◆ **EXERCISE GOAL**
Your task is to transcribe the entries exactly.

◆ **EXTRACTED MATERIAL**
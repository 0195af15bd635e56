//! Zarr V2 metadata documents.

mod array;
mod consolidated;
mod group;

pub use array::{
    ArrayMetadataV2, ArrayMetadataV2Order, ChunkKeySeparator, CodecMetadataV2,
    DataTypeMetadataV2, FillValueMetadataV2,
};
pub use consolidated::{consolidate_metadata, ConsolidatedMetadataV2};
pub use group::GroupMetadataV2;

#[cfg(test)]
mod tests {
    use super::*;

    #[test]
    fn array_v2_zarr_python() {
        let json = r#"
            {
                "chunks": [
                    2,
                    2
                ],
                "compressor": null,
                "dtype": "<i2",
                "fill_value": null,
                "filters": null,
                "order": "C",
                "shape": [
                    2,
                    3
                ],
                "zarr_format": 2
            }"#;
        let array_metadata_v2: ArrayMetadataV2 = serde_json::from_str(json).unwrap();
        assert_eq!(array_metadata_v2.shape, vec![2, 3]);
        assert_eq!(array_metadata_v2.chunks.to_array_shape(), vec![2, 2]);
        assert_eq!(array_metadata_v2.dtype.as_str(), "<i2");
        assert_eq!(array_metadata_v2.fill_value, FillValueMetadataV2::Null);
        assert_eq!(
            array_metadata_v2.dimension_separator,
            ChunkKeySeparator::Dot
        );
        assert!(array_metadata_v2.attributes.is_empty());
    }

    #[test]
    fn group_v2_invalid_format() {
        assert!(serde_json::from_str::<GroupMetadataV2>(r#"{"zarr_format": 3}"#).is_err());
        assert!(serde_json::from_str::<GroupMetadataV2>(r#"{"zarr_format": 2}"#).is_ok());
    }
}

◆ **SOLUTION FOR THIS TASK**
repository 0195af15bd635e56
//! Zarr V2 metadata documents.

mod array;
mod consolidated;
mod group;

pub use array::{
    ArrayMetadataV2, ArrayMetadataV2Order, ChunkKeySeparator, CodecMetadataV2,
    DataTypeMetadataV2, FillValueMetadataV2,
};
pub use consolidated::{consolidate_metadata, ConsolidatedMetadataV2};
pub use group::GroupMetadataV2;

#[cfg(test)]
mod tests {
    use super::*;

    #[test]
    fn array_v2_zarr_python() {
        let json = r#"
            {
                "chunks": [
                    2,
                    2
                ],
                "compressor": null,
                "dtype": "<i2",
                "fill_value": null,
                "filters": null,
                "order": "C",
                "shape": [
                    2,
                    3
                ],
                "zarr_format": 2
            }"#;
        let array_metadata_v2: ArrayMetadataV2 = serde_json::from_str(json).unwrap();
        assert_eq!(array_metadata_v2.shape, vec![2, 3]);
        assert_eq!(array_metadata_v2.chunks.to_array_shape(), vec![2, 2]);
        assert_eq!(array_metadata_v2.dtype.as_str(), "<i2");
        assert_eq!(array_metadata_v2.fill_value, FillValueMetadataV2::Null);
        assert_eq!(
            array_metadata_v2.dimension_separator,
            ChunkKeySeparator::Dot
        );
        assert!(array_metadata_v2.attributes.is_empty());
    }

    #[test]
    fn group_v2_invalid_format() {
        assert!(serde_json::from_str::<GroupMetadataV2>(r#"{"zarr_format": 3}"#).is_err());
        assert!(serde_json::from_str::<GroupMetadataV2>(r#"{"zarr_format": 2}"#).is_ok());
    }
}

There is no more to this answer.